#### About this task
Below are the entries; tally the lines holding the string "DeletionPolicy" and give only that figure.

┄┄┄┄┄┄┄┄┄┄

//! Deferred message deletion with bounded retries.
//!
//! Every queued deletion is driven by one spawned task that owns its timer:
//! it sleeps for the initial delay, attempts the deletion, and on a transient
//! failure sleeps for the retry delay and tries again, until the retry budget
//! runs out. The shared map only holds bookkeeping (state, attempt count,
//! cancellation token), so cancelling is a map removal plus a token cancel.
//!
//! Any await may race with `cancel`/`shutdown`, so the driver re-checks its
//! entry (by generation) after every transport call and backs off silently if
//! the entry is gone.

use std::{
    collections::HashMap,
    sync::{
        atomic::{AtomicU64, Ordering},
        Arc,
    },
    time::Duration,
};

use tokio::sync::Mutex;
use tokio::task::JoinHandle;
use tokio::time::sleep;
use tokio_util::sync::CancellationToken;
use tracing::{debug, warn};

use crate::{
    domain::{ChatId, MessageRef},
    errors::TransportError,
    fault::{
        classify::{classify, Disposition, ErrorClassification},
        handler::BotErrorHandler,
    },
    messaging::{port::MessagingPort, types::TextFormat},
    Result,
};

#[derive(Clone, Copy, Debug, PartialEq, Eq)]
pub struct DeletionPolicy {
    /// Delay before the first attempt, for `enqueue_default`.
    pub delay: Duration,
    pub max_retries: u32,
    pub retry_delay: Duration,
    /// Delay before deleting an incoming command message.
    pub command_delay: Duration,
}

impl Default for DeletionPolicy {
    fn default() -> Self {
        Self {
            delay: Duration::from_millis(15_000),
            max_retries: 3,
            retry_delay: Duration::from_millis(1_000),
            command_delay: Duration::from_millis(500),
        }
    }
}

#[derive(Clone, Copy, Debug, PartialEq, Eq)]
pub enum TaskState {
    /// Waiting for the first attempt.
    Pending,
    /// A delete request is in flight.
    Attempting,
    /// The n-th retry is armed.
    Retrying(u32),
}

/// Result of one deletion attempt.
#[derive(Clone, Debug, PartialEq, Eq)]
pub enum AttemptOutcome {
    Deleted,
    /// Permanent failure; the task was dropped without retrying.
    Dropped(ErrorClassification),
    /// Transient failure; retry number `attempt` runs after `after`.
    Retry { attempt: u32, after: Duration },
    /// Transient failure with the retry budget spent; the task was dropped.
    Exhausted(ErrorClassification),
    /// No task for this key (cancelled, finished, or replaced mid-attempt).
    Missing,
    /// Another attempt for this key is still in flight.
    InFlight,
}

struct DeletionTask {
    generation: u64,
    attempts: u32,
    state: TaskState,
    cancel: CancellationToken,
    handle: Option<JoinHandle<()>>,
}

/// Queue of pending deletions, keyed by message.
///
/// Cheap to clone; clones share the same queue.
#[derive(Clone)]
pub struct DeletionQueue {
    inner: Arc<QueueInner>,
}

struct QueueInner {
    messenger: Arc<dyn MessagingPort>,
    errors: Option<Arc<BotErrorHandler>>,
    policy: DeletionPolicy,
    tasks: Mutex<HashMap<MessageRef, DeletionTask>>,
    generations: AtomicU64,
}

┄┄┄┄┄┄┄┄┄┄

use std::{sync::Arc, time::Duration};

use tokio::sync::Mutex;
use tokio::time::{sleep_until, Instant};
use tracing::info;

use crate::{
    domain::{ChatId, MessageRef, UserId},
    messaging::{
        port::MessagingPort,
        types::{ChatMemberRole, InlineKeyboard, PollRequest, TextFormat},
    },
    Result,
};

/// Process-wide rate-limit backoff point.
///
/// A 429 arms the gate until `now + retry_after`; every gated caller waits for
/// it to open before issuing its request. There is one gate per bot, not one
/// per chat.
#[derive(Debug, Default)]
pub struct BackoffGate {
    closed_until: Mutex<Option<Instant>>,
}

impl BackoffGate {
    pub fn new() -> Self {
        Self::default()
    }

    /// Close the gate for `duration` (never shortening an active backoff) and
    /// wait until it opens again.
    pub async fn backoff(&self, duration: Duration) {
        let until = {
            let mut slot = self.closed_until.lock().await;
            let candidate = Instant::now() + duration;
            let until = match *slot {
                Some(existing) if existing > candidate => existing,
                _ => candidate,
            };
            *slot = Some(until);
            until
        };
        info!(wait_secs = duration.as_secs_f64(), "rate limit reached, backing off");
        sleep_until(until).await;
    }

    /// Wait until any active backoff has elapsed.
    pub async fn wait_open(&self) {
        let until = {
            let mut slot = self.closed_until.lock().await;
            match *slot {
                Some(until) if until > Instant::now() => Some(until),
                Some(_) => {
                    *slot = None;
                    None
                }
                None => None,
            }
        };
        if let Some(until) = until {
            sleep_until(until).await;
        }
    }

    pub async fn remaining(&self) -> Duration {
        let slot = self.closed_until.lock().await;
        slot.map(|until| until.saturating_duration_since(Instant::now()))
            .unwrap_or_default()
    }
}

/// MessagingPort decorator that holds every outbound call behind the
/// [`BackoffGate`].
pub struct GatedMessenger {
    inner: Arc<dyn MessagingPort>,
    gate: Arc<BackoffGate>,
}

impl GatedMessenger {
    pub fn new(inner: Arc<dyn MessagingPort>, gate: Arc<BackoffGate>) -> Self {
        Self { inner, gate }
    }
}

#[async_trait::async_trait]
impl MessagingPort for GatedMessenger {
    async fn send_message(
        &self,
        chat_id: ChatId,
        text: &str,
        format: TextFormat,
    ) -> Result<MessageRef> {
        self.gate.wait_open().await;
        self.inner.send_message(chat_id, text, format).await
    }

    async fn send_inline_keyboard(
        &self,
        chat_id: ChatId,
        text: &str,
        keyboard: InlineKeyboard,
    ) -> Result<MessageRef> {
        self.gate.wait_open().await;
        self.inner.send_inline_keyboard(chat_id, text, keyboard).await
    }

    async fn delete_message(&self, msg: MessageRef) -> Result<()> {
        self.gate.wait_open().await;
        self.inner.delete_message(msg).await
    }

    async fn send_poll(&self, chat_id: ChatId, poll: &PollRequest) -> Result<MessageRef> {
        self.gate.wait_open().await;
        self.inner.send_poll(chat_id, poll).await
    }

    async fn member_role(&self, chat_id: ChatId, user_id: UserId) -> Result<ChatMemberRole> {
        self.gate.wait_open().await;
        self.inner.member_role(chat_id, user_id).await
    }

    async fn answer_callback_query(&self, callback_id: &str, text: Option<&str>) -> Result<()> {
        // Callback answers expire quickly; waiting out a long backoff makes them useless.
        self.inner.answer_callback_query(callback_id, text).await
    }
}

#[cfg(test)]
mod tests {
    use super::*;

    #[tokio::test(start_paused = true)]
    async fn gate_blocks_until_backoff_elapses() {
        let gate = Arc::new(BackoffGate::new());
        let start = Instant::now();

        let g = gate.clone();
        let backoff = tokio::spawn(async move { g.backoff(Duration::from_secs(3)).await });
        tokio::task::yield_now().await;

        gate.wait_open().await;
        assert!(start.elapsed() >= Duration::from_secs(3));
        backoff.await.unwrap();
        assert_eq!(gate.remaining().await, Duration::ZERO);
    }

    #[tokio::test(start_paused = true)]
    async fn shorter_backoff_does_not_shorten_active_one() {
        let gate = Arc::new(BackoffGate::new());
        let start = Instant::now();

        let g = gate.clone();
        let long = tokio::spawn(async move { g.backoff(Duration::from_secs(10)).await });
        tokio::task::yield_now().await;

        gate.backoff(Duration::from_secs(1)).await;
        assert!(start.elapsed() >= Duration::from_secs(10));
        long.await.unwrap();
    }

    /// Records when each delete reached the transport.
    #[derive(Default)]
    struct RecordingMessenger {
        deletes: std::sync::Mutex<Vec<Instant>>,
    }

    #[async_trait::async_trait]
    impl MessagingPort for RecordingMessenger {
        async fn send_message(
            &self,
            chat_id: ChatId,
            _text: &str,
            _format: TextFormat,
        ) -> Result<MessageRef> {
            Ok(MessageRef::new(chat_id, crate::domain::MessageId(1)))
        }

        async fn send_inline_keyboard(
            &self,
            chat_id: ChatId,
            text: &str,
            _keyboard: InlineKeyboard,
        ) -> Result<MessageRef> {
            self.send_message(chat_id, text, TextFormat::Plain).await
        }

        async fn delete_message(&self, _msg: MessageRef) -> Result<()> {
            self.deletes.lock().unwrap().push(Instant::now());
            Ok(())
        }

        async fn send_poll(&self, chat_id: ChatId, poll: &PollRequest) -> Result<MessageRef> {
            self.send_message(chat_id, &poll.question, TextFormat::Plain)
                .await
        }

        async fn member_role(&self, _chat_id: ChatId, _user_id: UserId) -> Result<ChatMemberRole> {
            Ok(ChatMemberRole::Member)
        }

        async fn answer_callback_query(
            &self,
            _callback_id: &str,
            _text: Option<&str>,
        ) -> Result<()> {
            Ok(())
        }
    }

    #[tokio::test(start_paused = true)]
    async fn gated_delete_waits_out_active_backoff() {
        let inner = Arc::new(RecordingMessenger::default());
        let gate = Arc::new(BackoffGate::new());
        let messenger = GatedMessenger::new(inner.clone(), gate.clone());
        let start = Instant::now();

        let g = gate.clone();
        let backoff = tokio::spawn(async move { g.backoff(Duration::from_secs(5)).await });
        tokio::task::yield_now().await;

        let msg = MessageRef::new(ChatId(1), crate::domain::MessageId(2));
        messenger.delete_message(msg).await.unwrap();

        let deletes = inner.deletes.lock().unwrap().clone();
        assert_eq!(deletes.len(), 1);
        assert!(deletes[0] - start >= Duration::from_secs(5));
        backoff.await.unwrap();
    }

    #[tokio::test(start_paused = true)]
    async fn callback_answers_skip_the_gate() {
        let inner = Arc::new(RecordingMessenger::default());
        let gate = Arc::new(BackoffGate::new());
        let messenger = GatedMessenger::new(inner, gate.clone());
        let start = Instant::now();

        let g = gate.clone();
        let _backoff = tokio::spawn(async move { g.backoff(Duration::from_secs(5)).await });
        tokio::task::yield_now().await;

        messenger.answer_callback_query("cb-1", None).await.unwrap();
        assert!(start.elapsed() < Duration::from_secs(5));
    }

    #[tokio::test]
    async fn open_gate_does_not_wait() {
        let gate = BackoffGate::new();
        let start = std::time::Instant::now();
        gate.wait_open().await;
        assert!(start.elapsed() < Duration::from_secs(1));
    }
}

┄┄┄┄┄┄┄┄┄┄

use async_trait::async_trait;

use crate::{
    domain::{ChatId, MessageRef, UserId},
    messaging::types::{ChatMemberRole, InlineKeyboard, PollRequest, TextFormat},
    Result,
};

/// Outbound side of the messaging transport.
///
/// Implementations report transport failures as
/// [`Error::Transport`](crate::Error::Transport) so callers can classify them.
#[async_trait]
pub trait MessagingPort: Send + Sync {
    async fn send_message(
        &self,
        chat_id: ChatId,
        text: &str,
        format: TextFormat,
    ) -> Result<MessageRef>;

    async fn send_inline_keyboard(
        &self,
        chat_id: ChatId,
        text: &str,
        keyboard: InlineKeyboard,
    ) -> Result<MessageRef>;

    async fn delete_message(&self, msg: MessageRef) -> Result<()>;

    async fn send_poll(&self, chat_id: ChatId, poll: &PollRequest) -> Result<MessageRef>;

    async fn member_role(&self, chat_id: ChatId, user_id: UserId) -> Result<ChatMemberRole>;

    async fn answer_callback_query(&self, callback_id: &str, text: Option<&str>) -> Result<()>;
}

┄┄┄┄┄┄┄┄┄┄

#### Response
3